======== GIVEN DATA

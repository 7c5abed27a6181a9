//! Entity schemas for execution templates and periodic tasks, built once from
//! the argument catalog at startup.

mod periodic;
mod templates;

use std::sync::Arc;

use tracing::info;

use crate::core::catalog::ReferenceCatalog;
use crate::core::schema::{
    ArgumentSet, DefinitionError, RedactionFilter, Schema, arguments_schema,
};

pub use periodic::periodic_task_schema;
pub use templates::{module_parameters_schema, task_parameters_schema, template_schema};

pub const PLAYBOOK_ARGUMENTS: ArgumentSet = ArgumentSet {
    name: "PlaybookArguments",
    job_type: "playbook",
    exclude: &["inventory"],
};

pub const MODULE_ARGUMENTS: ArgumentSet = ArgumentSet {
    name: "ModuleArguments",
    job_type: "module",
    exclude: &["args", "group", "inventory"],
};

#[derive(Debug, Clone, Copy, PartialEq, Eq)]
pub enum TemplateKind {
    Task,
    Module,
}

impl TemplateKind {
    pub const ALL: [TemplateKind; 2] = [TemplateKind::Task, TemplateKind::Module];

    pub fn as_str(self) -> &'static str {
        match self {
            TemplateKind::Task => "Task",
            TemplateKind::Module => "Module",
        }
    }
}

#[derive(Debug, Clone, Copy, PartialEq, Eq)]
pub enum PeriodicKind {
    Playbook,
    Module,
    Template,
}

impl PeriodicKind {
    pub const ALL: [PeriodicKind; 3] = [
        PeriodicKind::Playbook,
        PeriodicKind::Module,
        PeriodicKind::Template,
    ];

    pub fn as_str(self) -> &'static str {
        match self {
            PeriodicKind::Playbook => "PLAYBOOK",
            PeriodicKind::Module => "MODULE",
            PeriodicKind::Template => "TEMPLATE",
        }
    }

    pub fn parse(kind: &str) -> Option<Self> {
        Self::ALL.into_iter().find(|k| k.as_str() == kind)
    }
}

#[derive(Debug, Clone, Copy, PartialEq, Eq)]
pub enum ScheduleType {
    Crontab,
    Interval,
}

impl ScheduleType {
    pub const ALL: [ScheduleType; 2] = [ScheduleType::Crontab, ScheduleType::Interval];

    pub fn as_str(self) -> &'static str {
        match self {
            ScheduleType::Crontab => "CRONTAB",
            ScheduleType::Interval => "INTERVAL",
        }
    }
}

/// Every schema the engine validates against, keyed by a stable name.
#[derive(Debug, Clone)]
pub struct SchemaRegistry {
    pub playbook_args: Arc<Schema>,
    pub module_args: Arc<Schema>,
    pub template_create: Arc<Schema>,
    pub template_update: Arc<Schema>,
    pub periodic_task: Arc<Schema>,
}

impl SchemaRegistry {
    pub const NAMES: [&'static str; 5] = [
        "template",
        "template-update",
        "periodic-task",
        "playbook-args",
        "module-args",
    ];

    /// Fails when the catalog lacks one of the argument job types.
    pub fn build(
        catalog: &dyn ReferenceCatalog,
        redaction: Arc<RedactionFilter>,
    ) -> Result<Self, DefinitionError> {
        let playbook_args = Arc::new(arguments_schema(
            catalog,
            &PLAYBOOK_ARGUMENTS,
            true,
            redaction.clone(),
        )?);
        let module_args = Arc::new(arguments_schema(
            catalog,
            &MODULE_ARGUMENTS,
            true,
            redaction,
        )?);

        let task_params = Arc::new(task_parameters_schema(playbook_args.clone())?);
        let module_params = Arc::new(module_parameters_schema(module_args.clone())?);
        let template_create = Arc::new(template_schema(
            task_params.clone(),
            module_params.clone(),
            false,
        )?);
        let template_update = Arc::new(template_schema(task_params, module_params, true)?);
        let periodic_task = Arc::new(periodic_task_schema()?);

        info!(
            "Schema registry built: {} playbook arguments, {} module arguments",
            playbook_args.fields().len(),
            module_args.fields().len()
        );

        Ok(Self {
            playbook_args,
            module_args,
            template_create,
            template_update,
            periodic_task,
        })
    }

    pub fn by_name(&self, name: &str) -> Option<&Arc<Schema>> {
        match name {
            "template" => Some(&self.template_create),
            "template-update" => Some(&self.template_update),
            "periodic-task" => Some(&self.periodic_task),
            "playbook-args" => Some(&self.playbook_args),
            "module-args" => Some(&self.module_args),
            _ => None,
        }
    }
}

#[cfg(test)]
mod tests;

================

### [WORK INSTRUCTIONS]
Give the records above again in full, keeping every character unchanged.

### [OUTPUT FOR THIS TASK]
repository 7c5abed27a6181a9
//! Entity schemas for execution templates and periodic tasks, built once from
//! the argument catalog at startup.

mod periodic;
mod templates;

use std::sync::Arc;

use tracing::info;

use crate::core::catalog::ReferenceCatalog;
use crate::core::schema::{
    ArgumentSet, DefinitionError, RedactionFilter, Schema, arguments_schema,
};

pub use periodic::periodic_task_schema;
pub use templates::{module_parameters_schema, task_parameters_schema, template_schema};

pub const PLAYBOOK_ARGUMENTS: ArgumentSet = ArgumentSet {
    name: "PlaybookArguments",
    job_type: "playbook",
    exclude: &["inventory"],
};

pub const MODULE_ARGUMENTS: ArgumentSet = ArgumentSet {
    name: "ModuleArguments",
    job_type: "module",
    exclude: &["args", "group", "inventory"],
};

#[derive(Debug, Clone, Copy, PartialEq, Eq)]
pub enum TemplateKind {
    Task,
    Module,
}

impl TemplateKind {
    pub const ALL: [TemplateKind; 2] = [TemplateKind::Task, TemplateKind::Module];

    pub fn as_str(self) -> &'static str {
        match self {
            TemplateKind::Task => "Task",
            TemplateKind::Module => "Module",
        }
    }
}

#[derive(Debug, Clone, Copy, PartialEq, Eq)]
pub enum PeriodicKind {
    Playbook,
    Module,
    Template,
}

impl PeriodicKind {
    pub const ALL: [PeriodicKind; 3] = [
        PeriodicKind::Playbook,
        PeriodicKind::Module,
        PeriodicKind::Template,
    ];

    pub fn as_str(self) -> &'static str {
        match self {
            PeriodicKind::Playbook => "PLAYBOOK",
            PeriodicKind::Module => "MODULE",
            PeriodicKind::Template => "TEMPLATE",
        }
    }

    pub fn parse(kind: &str) -> Option<Self> {
        Self::ALL.into_iter().find(|k| k.as_str() == kind)
    }
}

#[derive(Debug, Clone, Copy, PartialEq, Eq)]
pub enum ScheduleType {
    Crontab,
    Interval,
}

impl ScheduleType {
    pub const ALL: [ScheduleType; 2] = [ScheduleType::Crontab, ScheduleType::Interval];

    pub fn as_str(self) -> &'static str {
        match self {
            ScheduleType::Crontab => "CRONTAB",
            ScheduleType::Interval => "INTERVAL",
        }
    }
}

/// Every schema the engine validates against, keyed by a stable name.
#[derive(Debug, Clone)]
pub struct SchemaRegistry {
    pub playbook_args: Arc<Schema>,
    pub module_args: Arc<Schema>,
    pub template_create: Arc<Schema>,
    pub template_update: Arc<Schema>,
    pub periodic_task: Arc<Schema>,
}

impl SchemaRegistry {
    pub const NAMES: [&'static str; 5] = [
        "template",
        "template-update",
        "periodic-task",
        "playbook-args",
        "module-args",
    ];

    /// Fails when the catalog lacks one of the argument job types.
    pub fn build(
        catalog: &dyn ReferenceCatalog,
        redaction: Arc<RedactionFilter>,
    ) -> Result<Self, DefinitionError> {
        let playbook_args = Arc::new(arguments_schema(
            catalog,
            &PLAYBOOK_ARGUMENTS,
            true,
            redaction.clone(),
        )?);
        let module_args = Arc::new(arguments_schema(
            catalog,
            &MODULE_ARGUMENTS,
            true,
            redaction,
        )?);

        let task_params = Arc::new(task_parameters_schema(playbook_args.clone())?);
        let module_params = Arc::new(module_parameters_schema(module_args.clone())?);
        let template_create = Arc::new(template_schema(
            task_params.clone(),
            module_params.clone(),
            false,
        )?);
        let template_update = Arc::new(template_schema(task_params, module_params, true)?);
        let periodic_task = Arc::new(periodic_task_schema()?);

        info!(
            "Schema registry built: {} playbook arguments, {} module arguments",
            playbook_args.fields().len(),
            module_args.fields().len()
        );

        Ok(Self {
            playbook_args,
            module_args,
            template_create,
            template_update,
            periodic_task,
        })
    }

    pub fn by_name(&self, name: &str) -> Option<&Arc<Schema>> {
        match name {
            "template" => Some(&self.template_create),
            "template-update" => Some(&self.template_update),
            "periodic-task" => Some(&self.periodic_task),
            "playbook-args" => Some(&self.playbook_args),
            "module-args" => Some(&self.module_args),
            _ => None,
        }
    }
}

#[cfg(test)]
mod tests;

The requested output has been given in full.